Running DHCP and DNS on the Same server

[Moderator]

Before I start I must say this is novice level question.

Is it good practice (or indeed possible) to setup and run DHCP and DNS services from the same Windows 2000 or 2003 server?

 

[Davetoo]

It's quite common.

I'm Certifiable, not cert-ified.
It just means my answers are from experience, not a book.

There are no more PDC's! There are DC's with FSMO roles!

 

[pagy]

Yes they can run on the same server - if the server running DNS is also a domain controller then from a security point of view DHCP should not be on it;

http://windowsecurity.com/articles/DHCP-Security-Part1.html

Paul
MCSE 2003
MCSA 2003
MCITP Enterprise Administrator

If there are no stupid questions, then what kind of questions do stupid people ask? Do they get smart just in time to ask questions?
Scott Adams

 

[Rockstar101]

Pagy is correct! I've done it on my test servers to run some practice scenarios.

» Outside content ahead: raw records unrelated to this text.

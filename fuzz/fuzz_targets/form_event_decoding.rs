#![no_main]

//! Fuzz target for form-channel callback decoding.
//!
//! Feeds arbitrary UTF-8 bodies through the form decode channel for both
//! record types. Key matching, value coercion, and validation must reject
//! bad input with errors, never panics.

use callhook_core::{from_form, ConferenceEvent, RecordingEvent};
use libfuzzer_sys::fuzz_target;

fuzz_target!(|data: &[u8]| {
    if let Ok(body) = std::str::from_utf8(data) {
        let _ = from_form::<ConferenceEvent>(body);
        let _ = from_form::<RecordingEvent>(body);
    }
});
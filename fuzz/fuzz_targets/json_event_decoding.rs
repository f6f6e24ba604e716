#![no_main]

//! Fuzz target for JSON callback decoding.
//!
//! Feeds arbitrary bytes through the JSON decode channel for both record
//! types. Malformed documents, bad tokens, and semantic rule violations
//! must all surface as errors, never as panics.

use callhook_core::{from_json, ConferenceEvent, RecordingEvent};
use libfuzzer_sys::fuzz_target;

fuzz_target!(|data: &[u8]| {
    let _ = from_json::<ConferenceEvent>(data);
    let _ = from_json::<RecordingEvent>(data);
});
//! Error types for taxonomy validation and parsing.

use thiserror::Error;

/// Errors returned while constructing taxonomy values.
#[derive(Debug, Clone, Error, PartialEq, Eq)]
pub enum TaxonomyDomainError {
    /// The category or sub-category name is empty after trimming.
    #[error("name must not be empty")]
    EmptyName,

    /// The name exceeds the 100-character storage limit.
    #[error("name exceeds 100 character limit: {0}")]
    NameTooLong(String),
}

/// Error returned while parsing a pillar from user input or persistence.
#[derive(Debug, Clone, Error, PartialEq, Eq)]
#[error("unknown pillar: {0}")]
pub struct ParsePillarError(pub String);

From what I can remember the reason being is that if you have scope created on the dhcp server to dynamically update dns records on your clients then the dhcp server needs to belong to a group that allows it to update the dsn record without taking ownership or assigning any permissions to it so that next time the client calls for a dns update it can update itself.

So you can see the security hole which is why it's not a good idea to put them on the same server because your dns server becomes open.

If I have this wrong please correct me anyone. Thanks.

 

[Moderator]

Thanks guys,
Most informative!

 

[GrimR]

Rockstar101 is this what you mean add the DHCP server to the DnsUpdateProxy group. Would that not resolve that issue.